La otra Cristina -la anfitriona- también Banegas pero en el medio García, es otra mujer de bravo temperamento escénico, envidiable oído musical, solvente intérprete de órgano, directora de coro y orquesta, con vastos conocimientos y experiencias en los repertorios del Renacimiento y Barroco (tanto europeo como latinoamericano) Y en el podio de la dirección, la anfitriona de esta reunión artística ha sido el principal motor del Ensemble De Profundis, una agrupación vocal e instrumental que lleva ya varios años de actividad ininterrumpida y valiosos registros fonográficos de músicas antiguas. En la gestión, otro signo de su porfiado trabajo es el (imbatible desde 1987) Festival Internacional de Órgano del Uruguay, por el que han pasado importantes exponentes internacionales de este instrumento, y que ha integrado a las principales iglesias del país al circuito de conciertos.

Finalmente ambas Banegas, las dos Cristinas -la argentina en voz y la nuestra en órgano-llegarán esta noche a la Zavala Muniz con Cántico espiritual.
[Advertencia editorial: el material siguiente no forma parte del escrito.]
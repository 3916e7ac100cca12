//! Hoshin Kanri strategy cascade
//!
//! Three tiers (corporate, plant, shop floor) for the selected pillar. The
//! plant tier flips to AT RISK whenever the current reading is in alarm and
//! carries a pillar-specific deviation message. Emissions and cost figures are
//! evaluated from the current reading, never from the stored carbon waste.

use std::fmt;
use std::str::FromStr;

use serde::Serialize;

use crate::asset_health::AssetHealthModel;
use crate::context::ContextSnapshot;
use crate::types::Evaluation;

/// Strategic pillar selectable in the cascade.
#[derive(Debug, Clone, Copy, PartialEq, Eq, Hash, Serialize)]
#[serde(rename_all = "snake_case")]
pub enum Pillar {
    Sustainability,
    OperationalExcellence,
    Safety,
}

impl Pillar {
    pub const ALL: [Self; 3] = [Self::Sustainability, Self::OperationalExcellence, Self::Safety];

    /// Display label.
    pub fn label(self) -> &'static str {
        match self {
            Self::Sustainability => "Sustainability (Net Zero)",
            Self::OperationalExcellence => "Operational Excellence (JCMS)",
            Self::Safety => "Safety (Zero Harm)",
        }
    }

    fn id(self) -> &'static str {
        match self {
            Self::Sustainability => "sustainability",
            Self::OperationalExcellence => "operational_excellence",
            Self::Safety => "safety",
        }
    }

    fn corporate_goal(self) -> (&'static str, &'static str) {
        match self {
            Self::Sustainability => ("Achieve Net Zero Scope 1 & 2 by 2040", "Target: 0 Emissions"),
            Self::OperationalExcellence => ("Top Decile Reliability & Margins", "Target: >95% OEE"),
            Self::Safety => ("Zero Harm / Zero Recordables", "Target: 0 TRIR"),
        }
    }

    fn plant_goal(self) -> &'static str {
        match self {
            Self::Sustainability => "Reduce Energy Intensity by 15%",
            Self::OperationalExcellence => "Optimize Asset Uptime & Maintenance Cost",
            Self::Safety => "Eliminate Process Safety Events (LOPC)",
        }
    }
}

impl fmt::Display for Pillar {
    fn fmt(&self, f: &mut fmt::Formatter<'_>) -> fmt::Result {
        f.write_str(self.label())
    }
}

/// Accepts either the id (`operational_excellence`) or the display label.
impl FromStr for Pillar {
    type Err = String;

    fn from_str(s: &str) -> Result<Self, Self::Err> {
        let needle = s.trim();
        Self::ALL
            .into_iter()
            .find(|p| p.id().eq_ignore_ascii_case(needle) || p.label().eq_ignore_ascii_case(needle))
            .ok_or_else(|| {
                format!(
                    "unknown pillar '{needle}' (expected one of: {})",
                    Self::ALL.map(Self::id).join(", ")
                )
            })
    }
}

/// Plant-level status.
#[derive(Debug, Clone, Copy, PartialEq, Eq, Serialize)]
pub enum StrategyStatus {
    #[serde(rename = "AT RISK")]
    AtRisk,
    #[serde(rename = "ON TRACK")]
    OnTrack,
}

impl StrategyStatus {
    pub fn color(self) -> &'static str {
        match self {
            Self::AtRisk => "red",
            Self::OnTrack => "green",
        }
    }
}

#[derive(Debug, Clone, PartialEq, Serialize)]
pub struct CorporateTier {
    pub goal: &'static str,
    pub target: &'static str,
    pub owner: &'static str,
}

#[derive(Debug, Clone, PartialEq, Serialize)]
pub struct PlantTier {
    pub goal: &'static str,
    pub status: StrategyStatus,
    pub status_color: &'static str,
    /// Present only while the asset is in alarm
    pub deviation: Option<String>,
    pub owner: String,
}

#[derive(Debug, Clone, PartialEq, Serialize)]
pub struct ShopFloorTier {
    pub standard_work: &'static str,
    pub owner: &'static str,
}

/// Full cascade for one pillar.
#[derive(Debug, Clone, PartialEq, Serialize)]
pub struct StrategyView {
    pub pillar: Pillar,
    pub pillar_label: &'static str,
    pub l1: CorporateTier,
    pub l2: PlantTier,
    pub l3: ShopFloorTier,
}

/// Build the cascade for `pillar` from the current context.
pub fn build_strategy_view(
    pillar: Pillar,
    snapshot: &ContextSnapshot,
    model: &AssetHealthModel,
    plant: &str,
) -> StrategyView {
    let evaluation = model.evaluate_reading(snapshot.current_vibration);
    let alarm = evaluation.is_alarm();
    let status = if alarm {
        StrategyStatus::AtRisk
    } else {
        StrategyStatus::OnTrack
    };

    let deviation = alarm.then(|| deviation_message(pillar, &evaluation, model));
    let (goal, target) = pillar.corporate_goal();

    StrategyView {
        pillar,
        pillar_label: pillar.label(),
        l1: CorporateTier {
            goal,
            target,
            owner: "CEO / Board",
        },
        l2: PlantTier {
            goal: pillar.plant_goal(),
            status,
            status_color: status.color(),
            deviation,
            owner: format!("Plant Manager - {plant}"),
        },
        l3: ShopFloorTier {
            standard_work: "Maintain Rotary Asset Efficiency",
            owner: "Maintenance Supervisor / Shop Floor",
        },
    }
}

fn deviation_message(pillar: Pillar, evaluation: &Evaluation, model: &AssetHealthModel) -> String {
    let carbon_waste = evaluation.excess_co2_lbs_per_hour;
    match pillar {
        Pillar::Sustainability => {
            format!("{carbon_waste:.2} lbs/hr excess carbon from Assets")
        }
        Pillar::OperationalExcellence => {
            let annual = model.annual_waste_cost(carbon_waste);
            format!("{} / yr excess energy waste", format_usd(annual))
        }
        Pillar::Safety => {
            let risk = if evaluation.is_alarm() { "High" } else { "Low" };
            format!("{risk} Risk of Mechanical Seal Failure (Leakage)")
        }
    }
}

/// Whole dollars with thousands separators, e.g. `$7,099`.
pub fn format_usd(amount: f64) -> String {
    let rounded = format!("{:.0}", amount.abs());
    let mut grouped = String::with_capacity(rounded.len() + rounded.len() / 3);
    for (i, ch) in rounded.chars().enumerate() {
        if i > 0 && (rounded.len() - i) % 3 == 0 {
            grouped.push(',');
        }
        grouped.push(ch);
    }
    if amount < 0.0 && rounded != "0" {
        format!("-${grouped}")
    } else {
        format!("${grouped}")
    }
}

#[cfg(test)]
mod tests {
    use super::*;
    use crate::asset_health::Vibration;
    use crate::context::ReadingSource;

    fn snapshot(rms: f64, carbon_waste: f64) -> ContextSnapshot {
        ContextSnapshot::default()
            .with_vibration(Vibration::new(rms).unwrap(), ReadingSource::Manual)
            .with_carbon_waste(carbon_waste)
            .unwrap()
    }

    fn deviation(pillar: Pillar, snap: &ContextSnapshot) -> Option<String> {
        build_strategy_view(pillar, snap, &AssetHealthModel::default(), "Milwaukee")
            .l2
            .deviation
    }

    #[test]
    fn test_pillar_parsing() {
        assert_eq!("safety".parse::<Pillar>().unwrap(), Pillar::Safety);
        assert_eq!(
            "Operational Excellence (JCMS)".parse::<Pillar>().unwrap(),
            Pillar::OperationalExcellence
        );
        let err = "finance".parse::<Pillar>().unwrap_err();
        assert!(err.contains("sustainability"));
    }

    #[test]
    fn test_on_track_has_no_deviation() {
        let view = build_strategy_view(
            Pillar::Sustainability,
            &snapshot(0.05, 0.0),
            &AssetHealthModel::default(),
            "Milwaukee",
        );
        assert_eq!(view.l2.status, StrategyStatus::OnTrack);
        assert_eq!(view.l2.status_color, "green");
        assert!(view.l2.deviation.is_none());
        assert_eq!(view.l1.goal, "Achieve Net Zero Scope 1 & 2 by 2040");
        assert_eq!(view.l2.owner, "Plant Manager - Milwaukee");
    }

    #[test]
    fn test_boundary_reading_is_on_track() {
        let view = build_strategy_view(
            Pillar::Safety,
            &snapshot(0.3, 0.0),
            &AssetHealthModel::default(),
            "Milwaukee",
        );
        assert_eq!(view.l2.status, StrategyStatus::OnTrack);
    }

    #[test]
    fn test_sustainability_deviation() {
        let view = build_strategy_view(
            Pillar::Sustainability,
            &snapshot(0.35, 5.738),
            &AssetHealthModel::default(),
            "Milwaukee",
        );
        assert_eq!(view.l2.status, StrategyStatus::AtRisk);
        assert_eq!(
            view.l2.deviation.as_deref(),
            Some("5.74 lbs/hr excess carbon from Assets")
        );
    }

    #[test]
    fn test_opex_deviation_uses_annual_cost() {
        let view = build_strategy_view(
            Pillar::OperationalExcellence,
            &snapshot(0.35, 5.74),
            &AssetHealthModel::default(),
            "Milwaukee",
        );
        // 5.74 / 0.85 * 0.12 * 8760 = 7098.7
        assert_eq!(view.l2.deviation.as_deref(), Some("$7,099 / yr excess energy waste"));
    }

    #[test]
    fn test_safety_deviation() {
        let view = build_strategy_view(
            Pillar::Safety,
            &snapshot(0.6, 14.84),
            &AssetHealthModel::default(),
            "Milwaukee",
        );
        assert_eq!(
            view.l2.deviation.as_deref(),
            Some("High Risk of Mechanical Seal Failure (Leakage)")
        );
        assert_eq!(view.l1.target, "Target: 0 TRIR");
    }

    #[test]
    fn test_deviation_ignores_stale_carbon_waste() {
        // Stored waste was never refreshed for 0.6
        let snap = snapshot(0.6, 0.0);
        assert_eq!(
            deviation(Pillar::Sustainability, &snap).as_deref(),
            Some("14.84 lbs/hr excess carbon from Assets")
        );
        assert_ne!(
            deviation(Pillar::OperationalExcellence, &snap).as_deref(),
            Some("$0 / yr excess energy waste")
        );

        // Stored waste left over from 0.6 while the reading is now 0.35
        let snap = snapshot(0.35, 14.84);
        assert_eq!(
            deviation(Pillar::Sustainability, &snap).as_deref(),
            Some("5.74 lbs/hr excess carbon from Assets")
        );
        assert_eq!(
            deviation(Pillar::OperationalExcellence, &snap).as_deref(),
            Some("$7,099 / yr excess energy waste")
        );
    }

    #[test]
    fn test_status_serializes_with_space() {
        assert_eq!(serde_json::to_string(&StrategyStatus::AtRisk).unwrap(), "\"AT RISK\"");
    }

    #[test]
    fn test_format_usd() {
        assert_eq!(format_usd(0.0), "$0");
        assert_eq!(format_usd(999.4), "$999");
        assert_eq!(format_usd(7098.7), "$7,099");
        assert_eq!(format_usd(1_234_567.0), "$1,234,567");
    }
}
Una reunión que suma experiencias diferentes aunque ya fue dicho, signadas por un singular temperamento y compromiso. La obra lo demanda y exige además el vuelo hacia la sensibilidad de un autor del Renacimiento español, nacido Juan de Yepes Álvarez (1542-1591), oriundo de Fontiveros, Ávila, y consagrado en la historia de las letras, la lírica y la mística, primero como Juan de Santo Matía y luego, a como San Juan de la Cruz. Su Cántico, una de sus tres obras fundamentales, tendrá entonces con estas artistas el elogio a una poesía que funde la palabra y el canto en una alianza, probado está, resistente a la erosión del tiempo y provocadora de nuevos significados.

Voces: Junto a estas artistas actuarán De Profundis y el grupo vocal de la Unsam.